2025年を迎えて

弁護士 菊池 博愛

 今年は西暦では2025 年になりますが、昭和100 年にあたる年ということだそうです。
 そこで、今からちょうど100 年前の1925 年にどのような出来事があったのかを調べてみました。 

 そうしたところ、1 月にイタリアのムッソリーニが独裁宣言。4 月、日本において治安維持法公布、ドイツではヒンデンブルクが大統領選挙に当選。7 月、ヒトラーによる「我が闘争第1 巻」公表といった出来事があったことがわかりました。これらの出来事を見ると100 年前がどのような時代であったのかある程度想像ができます。
 この14 年後の1939 年にドイツがポーランドに侵攻して第二次世界大戦が始まり、日本もドイツ、イタリアと同盟を結んで戦争に突入していくこととなります。
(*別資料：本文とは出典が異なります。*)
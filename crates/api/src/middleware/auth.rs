//! JWT-based authentication extractors for Axum handlers.

use axum::extract::FromRequestParts;
use axum::http::request::Parts;
use nexus_core::error::CoreError;
use nexus_core::roles::ROLE_USER;
use nexus_core::types::DbId;
use nexus_db::models::user::User;
use nexus_db::repositories::UserRepo;

use crate::auth::jwt::validate_token;
use crate::error::AppError;
use crate::state::AppState;

/// Authenticated caller extracted from a JWT Bearer token in the
/// `Authorization` header.
#[derive(Debug, Clone)]
pub struct AuthUser {
    /// `claims.sub`: a user id, or the admin subject for admin sessions.
    pub user_id: DbId,
    pub role: String,
}

/// Pull the token out of `Authorization: Bearer <token>`, if present.
pub(crate) fn bearer_token(parts: &Parts) -> Option<&str> {
    parts
        .headers
        .get("authorization")
        .and_then(|v| v.to_str().ok())
        .and_then(|v| v.strip_prefix("Bearer "))
        .map(str::trim)
}

impl FromRequestParts<AppState> for AuthUser {
    type Rejection = AppError;

    async fn from_request_parts(
        parts: &mut Parts,
        state: &AppState,
    ) -> Result<Self, Self::Rejection> {
        if parts.headers.get("authorization").is_none() {
            return Err(CoreError::Unauthorized("Missing Authorization header".into()).into());
        }

        let token = bearer_token(parts).ok_or_else(|| {
            CoreError::Unauthorized("Invalid Authorization format. Expected: Bearer <token>".into())
        })?;

        let claims = validate_token(token, &state.config.jwt)
            .map_err(|_| CoreError::Unauthorized("Invalid or expired token".into()))?;

        Ok(AuthUser {
            user_id: claims.sub,
            role: claims.role,
        })
    }
}

/// The caller's current user row, loaded fresh on every request.
///
/// Rejects admin session tokens (401), deleted users (404) and frozen
/// accounts (403 `Account frozen`).
pub struct ActiveUser(pub User);

impl FromRequestParts<AppState> for ActiveUser {
    type Rejection = AppError;

    async fn from_request_parts(
        parts: &mut Parts,
        state: &AppState,
    ) -> Result<Self, Self::Rejection> {
        let user = load_user(parts, state).await?;
        if user.frozen {
            return Err(CoreError::Forbidden("Account frozen".into()).into());
        }
        Ok(ActiveUser(user))
    }
}

/// Like [`ActiveUser`] but also admits frozen accounts. Used where a frozen
/// user must still act on their own credentials (password change).
pub struct CurrentUser(pub User);

impl FromRequestParts<AppState> for CurrentUser {
    type Rejection = AppError;

    async fn from_request_parts(
        parts: &mut Parts,
        state: &AppState,
    ) -> Result<Self, Self::Rejection> {
        Ok(CurrentUser(load_user(parts, state).await?))
    }
}

async fn load_user(parts: &mut Parts, state: &AppState) -> Result<User, AppError> {
    let auth = AuthUser::from_request_parts(parts, state).await?;
    if auth.role != ROLE_USER {
        return Err(CoreError::Unauthorized("User session required".into()).into());
    }
    UserRepo::find_by_id(&state.pool, auth.user_id)
        .await?
        .ok_or_else(|| CoreError::not_found("User", auth.user_id).into())
}
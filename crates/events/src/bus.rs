//! In-process event bus backed by a `tokio::sync::broadcast` channel.
//!
//! [`EventBus`] is the publish/subscribe hub for [`StoreEvent`]s. It is
//! shared via `Arc<EventBus>` in the API state. Publishing never blocks and
//! never fails the caller.

use chrono::{DateTime, Utc};
use nexus_core::types::{Amount, DbId};
use serde::{Deserialize, Serialize};
use tokio::sync::broadcast;

// ---------------------------------------------------------------------------
// Event type names
// ---------------------------------------------------------------------------

/// A new account was registered.
pub const USER_REGISTERED: &str = "user.registered";

/// A balance was credited (admin, instant, or reconciled crypto top-up).
pub const WALLET_TOPPED_UP: &str = "wallet.topped_up";

/// A catalog item was purchased from the wallet balance.
pub const ORDER_PURCHASED: &str = "order.purchased";

/// A finished payment referenced a request whose owner no longer exists.
pub const TOP_UP_UNMATCHED_OWNER: &str = "topup.unmatched_owner";

// ---------------------------------------------------------------------------
// StoreEvent
// ---------------------------------------------------------------------------

/// A domain event that occurred in the store.
#[derive(Debug, Clone, Serialize, Deserialize)]
pub struct StoreEvent {
    /// Dot-separated event name, e.g. `"wallet.topped_up"`.
    pub event_type: String,

    /// Account email the event concerns.
    pub email: String,

    /// Optional id of the affected user.
    pub user_id: Option<DbId>,

    /// Event-specific data (amounts, references).
    pub payload: serde_json::Value,

    /// When the event was created (UTC).
    pub timestamp: DateTime<Utc>,
}

impl StoreEvent {
    pub fn new(event_type: impl Into<String>, email: impl Into<String>) -> Self {
        Self {
            event_type: event_type.into(),
            email: email.into(),
            user_id: None,
            payload: serde_json::Value::Object(Default::default()),
            timestamp: Utc::now(),
        }
    }

    pub fn with_user(mut self, user_id: DbId) -> Self {
        self.user_id = Some(user_id);
        self
    }

    pub fn with_payload(mut self, payload: serde_json::Value) -> Self {
        self.payload = payload;
        self
    }

    pub fn user_registered(user_id: DbId, email: &str) -> Self {
        Self::new(USER_REGISTERED, email).with_user(user_id)
    }

    /// `source` is a human-readable credit description such as "Crypto top-up".
    pub fn wallet_topped_up(user_id: DbId, email: &str, amount: Amount, source: &str) -> Self {
        Self::new(WALLET_TOPPED_UP, email)
            .with_user(user_id)
            .with_payload(serde_json::json!({ "amount": amount, "source": source }))
    }

    pub fn order_purchased(user_id: DbId, email: &str, amount: Amount, reference: &str) -> Self {
        Self::new(ORDER_PURCHASED, email)
            .with_user(user_id)
            .with_payload(serde_json::json!({ "amount": amount, "reference": reference }))
    }

    pub fn top_up_unmatched_owner(email: &str, order_id: &str, amount: Amount) -> Self {
        Self::new(TOP_UP_UNMATCHED_OWNER, email)
            .with_payload(serde_json::json!({ "orderId": order_id, "amount": amount }))
    }
}

// ---------------------------------------------------------------------------
// EventBus
// ---------------------------------------------------------------------------

/// Default buffer capacity for the broadcast channel.
const DEFAULT_CAPACITY: usize = 256;

/// In-process fan-out event bus.
pub struct EventBus {
    sender: broadcast::Sender<StoreEvent>,
}

impl EventBus {
    /// Create a bus with a specific channel capacity.
    ///
    /// When the buffer is full the oldest un-consumed events are dropped and
    /// slow receivers observe `RecvError::Lagged`.
    pub fn new(capacity: usize) -> Self {
        let (sender, _) = broadcast::channel(capacity);
        Self { sender }
    }

    /// Publish an event to all current subscribers.
    pub fn publish(&self, event: StoreEvent) {
        // A SendError only means there are zero receivers.
        let _ = self.sender.send(event);
    }

    pub fn subscribe(&self) -> broadcast::Receiver<StoreEvent> {
        self.sender.subscribe()
    }
}

impl Default for EventBus {
    fn default() -> Self {
        Self::new(DEFAULT_CAPACITY)
    }
}

#[cfg(test)]
mod tests {
    use super::*;

    fn dec(value: i64) -> Amount {
        Amount::from(value)
    }

    #[tokio::test]
    async fn subscriber_receives_published_event() {
        let bus = EventBus::default();
        let mut rx = bus.subscribe();

        bus.publish(StoreEvent::wallet_topped_up(7, "a@shop.io", dec(150), "Crypto top-up"));

        let received = rx.recv().await.unwrap();
        assert_eq!(received.event_type, WALLET_TOPPED_UP);
        assert_eq!(received.email, "a@shop.io");
        assert_eq!(received.user_id, Some(7));
        assert_eq!(received.payload["amount"], "150");
        assert_eq!(received.payload["source"], "Crypto top-up");
    }

    #[tokio::test]
    async fn every_subscriber_sees_each_event() {
        let bus = EventBus::default();
        let mut rx1 = bus.subscribe();
        let mut rx2 = bus.subscribe();

        bus.publish(StoreEvent::user_registered(1, "new@shop.io"));

        assert_eq!(rx1.recv().await.unwrap().event_type, USER_REGISTERED);
        assert_eq!(rx2.recv().await.unwrap().event_type, USER_REGISTERED);
    }

    #[test]
    fn publish_without_subscribers_is_silent() {
        let bus = EventBus::default();
        bus.publish(StoreEvent::new("orphan.event", "x@shop.io"));
    }

    #[test]
    fn unmatched_owner_event_has_no_user() {
        let event = StoreEvent::top_up_unmatched_owner("gone@shop.io", "TU-1", dec(100));
        assert!(event.user_id.is_none());
        assert_eq!(event.payload["orderId"], "TU-1");
    }
}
 さて、この100 年間で人類はどれだけ進歩したでしょうか。確かに、科学技術の進歩は目覚ましく、医療の分野では再生医療の実用化が目前と言われ、宇宙開発技術の分野では民間人の宇宙旅行も夢ではない時代となりました。
 また、情報技術の分野においても進歩は凄まじく、犯罪や災害など様々なニュースについて一般人がリアルタイムでスマートフォンを使用して全世界に向けて中継することができるような時代となっています。
 しかしながら、情報技術については進歩した反面、情報発信の際の匿名化が進んでしまい、無責任な言論が多くなったように感じます。例えば、芸能人やスポーツ選手の多くがSNS を利用していると思いますが、有名人の発信に対してアンチと呼ばれる人々が行き過ぎたアンチコメントを行い、これを読んだ発信者の方が心を病んでしまうこともあるようです。
 また、インターネットを利用していわゆる闇バイトを募集し、初めて顔を合わせた者同士で押し入り強盗に入るような事例が多発しているというニュースもありました。この場合、捕まるのはほとんどが実行役であり、指示役などの上位者は名前を出さずに行動していることなどから捕まることはほぼありません。
 この100 年の間、人類は確かに科学技術の面では進歩しました。しかし、人の心は冷たくなってしまったように感じます。

 さて、新しい年を迎えましたが、世界を見渡すと紛争があり、災害があり、一歩間違えれば世界が終わってしまうのではないかと思われるほどの混沌とした状況にあります。
 しかし、人の心が温かくなって、助け合いながら困難を乗り越えていくことのできる世界になっていくことを願っています。